Deixei ali o meu Kidus há pouco. Quando lhe dei o último abraço senti o estranho embaraço de não querer que as suas lágrimas me tocassem no pescoço. É estúpido recusar aquele último salgado que nos pode trazer apenas um pouco mais de quem não veremos algum tempo. Histórias dela e pancas minhas…

 

Não tive estrica de viagem desta vez. O meu sentimento foi aquela nuvem aborrecida que não troveja nem dissipa. Aqui há dias, depois de fumar, lavava as mãos, levantei o olhar, vi-me, e percebi que ia viajar, que daí a nada estaria no Panamá ou na Guatemala, e novos terrenos me infiltrariam. Aí senti que ia estar longe e percebi plenamente. Mas depois, no dia seguinte, passou. Ficou apenas o racional, aquela ideia de que o meu corpo ia para outro lugar, quando a minha vontade se encontrava dividida.

 

Porque vou?

 

Porque gosto tanto de ir que senti ter de programar ir para depois dar-me tempo para não ir. Houve vislumbre de um pequeno Kidus mas, como a tantas quase-mães no primeiro trimestre, ele, ou ela, não chegou a ser. Há uma ideia de futuro, planos, estórias que nos contamos que queremos viver.

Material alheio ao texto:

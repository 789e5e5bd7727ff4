//! # pg-ch-migrate
//!
//! Batch PostgreSQL to ClickHouse transfer library.
//!
//! Tables move through an intermediate CSV file in three modes:
//!
//! - **pull**: export source tables to timestamped CSV files
//! - **push**: bulk-load pre-existing CSV files into ClickHouse
//! - **full**: export, then load the file just written
//!
//! Exports use PostgreSQL `COPY ... TO STDOUT` streamed straight to disk.
//! Loads split the file into fixed-size batches, each sent as one
//! `INSERT ... FORMAT CSVWithNames` call over the ClickHouse HTTP interface.
//! Every stage waits for its store to accept connections first.
//!
//! ## Example
//!
//! ```rust,no_run
//! use pg_ch_migrate::{Config, Orchestrator};
//!
//! #[tokio::main(flavor = "current_thread")]
//! async fn main() -> pg_ch_migrate::Result<()> {
//!     let config = Config::load("/config/config.json")?;
//!     let orchestrator = Orchestrator::from_env(config)?;
//!     let result = orchestrator.run().await?;
//!     println!("Loaded {} rows", result.rows_loaded);
//!     Ok(())
//! }
//! ```

pub mod config;
pub mod core;
pub mod error;
pub mod events;
pub mod gate;
pub mod orchestrator;
pub mod pipeline;
pub mod source;
pub mod target;
pub mod transfer;

#[cfg(test)]
mod test_support;

// Re-exports for convenient access
pub use config::{Config, MigrationMode, SourceConfig, TargetConfig};
pub use error::{MigrateError, Result};
pub use events::{EventSink, PipelineEvent, TracingSink};
pub use gate::{ConnectionGate, GateConfig};
pub use orchestrator::{HealthCheckResult, MigrationResult, Orchestrator};
pub use pipeline::{Job, JobSource};
pub use source::{PgSource, SourceStore};
pub use target::{ClickHouseTarget, TargetStore};
pub use transfer::{ExportStats, Extractor, LoadStats, Loader};
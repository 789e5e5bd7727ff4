//! Core helpers shared by the source and destination adapters.
//!
//! - [`identifier`]: table name validation and dialect quoting
//! - [`record`]: quote-aware CSV record boundaries

pub mod identifier;
pub mod record;

pub use identifier::{qualify_ch, qualify_pg, validate_identifier};
pub use record::{read_record, RecordScanner};
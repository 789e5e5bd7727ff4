//! Intermediate CSV file to destination table.

use std::path::Path;
use std::sync::Arc;
use std::time::Instant;

use tokio::io::BufReader;

use super::{Chunker, LoadStats, FILE_BUFFER_SIZE};
use crate::error::{MigrateError, Result};
use crate::events::{EventSink, PipelineEvent};
use crate::target::{InsertSession, TargetStore};

/// Loads intermediate files into a [`TargetStore`], one insert per batch.
pub struct Loader {
    target: Arc<dyn TargetStore>,
    events: Arc<dyn EventSink>,
}

impl Loader {
    pub fn new(target: Arc<dyn TargetStore>, events: Arc<dyn EventSink>) -> Self {
        Self { target, events }
    }

    /// Insert every data record of `input` into `table`, `batch_size` records
    /// per call, in file order.
    ///
    /// A failed insert stops the load: earlier batches stay committed and later
    /// ones are never sent. The error carries the failing batch number, or 0
    /// when the failure happened before any batch was read.
    pub async fn load_file(&self, input: &Path, batch_size: usize, table: &str) -> Result<LoadStats> {
        self.events.emit(&PipelineEvent::LoadStarted {
            table: table.to_string(),
            path: input.to_path_buf(),
            batch_size,
        });
        let start = Instant::now();

        let file = tokio::fs::File::open(input)
            .await
            .map_err(|e| MigrateError::load(table, 0, e))?;
        let reader = BufReader::with_capacity(FILE_BUFFER_SIZE, file);

        let mut session = self
            .target
            .open()
            .await
            .map_err(|e| MigrateError::load(table, 0, e))?;
        let result = self
            .insert_batches(session.as_mut(), reader, batch_size, table, start)
            .await;
        session.close().await;
        let (rows, batches) = result?;

        let stats = LoadStats {
            rows,
            batches,
            elapsed: start.elapsed(),
        };
        self.events.emit(&PipelineEvent::LoadFinished {
            table: table.to_string(),
            rows: stats.rows,
            batches: stats.batches,
            elapsed: stats.elapsed,
        });
        Ok(stats)
    }

    async fn insert_batches(
        &self,
        session: &mut dyn InsertSession,
        reader: BufReader<tokio::fs::File>,
        batch_size: usize,
        table: &str,
        start: Instant,
    ) -> Result<(u64, usize)> {
        let mut chunker = Chunker::new(reader, batch_size)
            .await
            .map_err(|e| MigrateError::load(table, 0, e))?;
        let mut total_rows: u64 = 0;
        let mut batches = 0;
        let mut last = start;

        loop {
            let next = chunker.next_index();
            let Some(batch) = chunker
                .next_batch()
                .await
                .map_err(|e| MigrateError::load(table, next, e))?
            else {
                break;
            };

            let rows = batch.rows;
            session
                .insert_csv(table, batch.payload)
                .await
                .map_err(|e| MigrateError::load(table, batch.index, e))?;

            total_rows += rows as u64;
            batches = batch.index;
            self.events.emit(&PipelineEvent::BatchLoaded {
                table: table.to_string(),
                batch: batch.index,
                rows,
                total_rows,
                elapsed: last.elapsed(),
            });
            last = Instant::now();
        }

        Ok((total_rows, batches))
    }
}
//! # STAR Journal
//!
//! An engineering journal that structures entries as Situation, Task,
//! Action, Result, and offers contextual writing suggestions while the user
//! types.
//!
//! ## Architecture
//!
//! ```text
//!  keystroke ──▶ ┌───────────┐  GET /suggestions  ┌──────────┐
//!                │ Scheduler │ ─────────────────▶ │  Server  │
//!  form state ◀─ │ (debounce)│ ◀───────────────── │  (axum)  │
//!                └───────────┘   SuggestionBundle └────┬─────┘
//!                                                      ▼
//!                                    Extractor ─▶ Aggregator ◀─ Lexicon
//!                                         (star-journal-core)
//! ```
//!
//! ## Quick Start
//!
//! ```bash
//! starj serve                                   # start the HTTP API
//! starj suggest --field action "tuned redis"    # one-shot via the API
//! starj suggest --local --field result "200ms"  # one-shot, in-process
//! starj compose --local < keystrokes.txt        # replay typing through the scheduler
//! ```
//!
//! ## Modules
//!
//! | Module | Purpose |
//! |--------|---------|
//! | [`config`] | TOML configuration parsing |
//! | [`lexicon`] | Lexicon file loading |
//! | [`server`] | HTTP API |
//! | [`client`] | HTTP and in-process suggestion sources |
//! | [`scheduler`] | Per-field debounced suggestion scheduling |
//! | [`draft`] | Entry draft editing helpers |

pub mod client;
pub mod config;
pub mod draft;
pub mod lexicon;
pub mod scheduler;
pub mod server;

E depois há a estória que conto a mim mesmo… que quero ser escritor… que para isso ser preciso de material acerca de que escrever. Que preciso de um livrinho para dar a ponte aos meus leitores de viagem para me acompanharem para a ficção. Estórias que me conto, planos que tenho, ideias que tenho de perceber se funcionam ou não. Opções…

 

Deixei o Kidus, deixei de a ver, por detrás dos senhores de uniforme a ver se alguém tinha bombas ou armas, abeirei-me da escada rolante que descia sem preguiça e senti-me sorrir pela primeira vez. Não desde os últimos tempos… mas como quando na estação de serviço de Elvas, em 2011, me senti sozinho pela primeira vez, ou em Sevilha, em 2014. Não um sorriso de “deixem-me para trás” mas aquele de “vai começando por aqui.”

 

Olhei para cima, vi no placar que tinha a porta 19. Segui para a direita. E, em alguns segundos, voltei para trás várias VIDAS. Descia a escada rolante e, mais ou menos a meio, reparei que, à minha esquerda, havia a porta 14, e 15, e 16, e uma grande fila à espera de um voo da Ryanair. Estreitei os olhos para perceber que, hoje em dia, aquele 14, ou 15, ou 16, ia para Milão… mas aqui há uns tempos ia para Birmingham, ou para Londres, ou para Liverpool. Iam sempre para os mesmos, e o meu destino era sempre o mesmo, mas misturei-os todos, porque usei-os todos. Lembrei-me de mim, ali, naquela fila. Quando era directo a Birmingham o sofrimento era breve, implicava só um táxi ao destino. Mas logo no início da minha estada inglesa cessou e tinha de ir a Stansted, para chegar à meia-noite e tal, para depois apanhar um autocarro para depois apanhar um táxi para chegar a casa do Vangelis às quatro da manhã para depois trabalhar no dia seguinte às três da tarde. Parece péssimo. Salva-se o facto de eu gostar do que fazia, até perceber que gostar não era suficiente.

 

E hoje, olhando para aquela fila, senti desdém. De imediato, tendo esta mania de não ser má-onda, até de mim para mim, reprovei-me por isso. Mas logo me perdoei. Pois eu não julgava qualquer desta pessoas por ali estar. Só me julgava a mim, talvez, por ter estado mais um dia, quição, do que devia.

 

Desci ao mesmo nível, esqueci estas portas à minha esquerda, e esperei que a minha atrasada porta 19 me deixasse partir.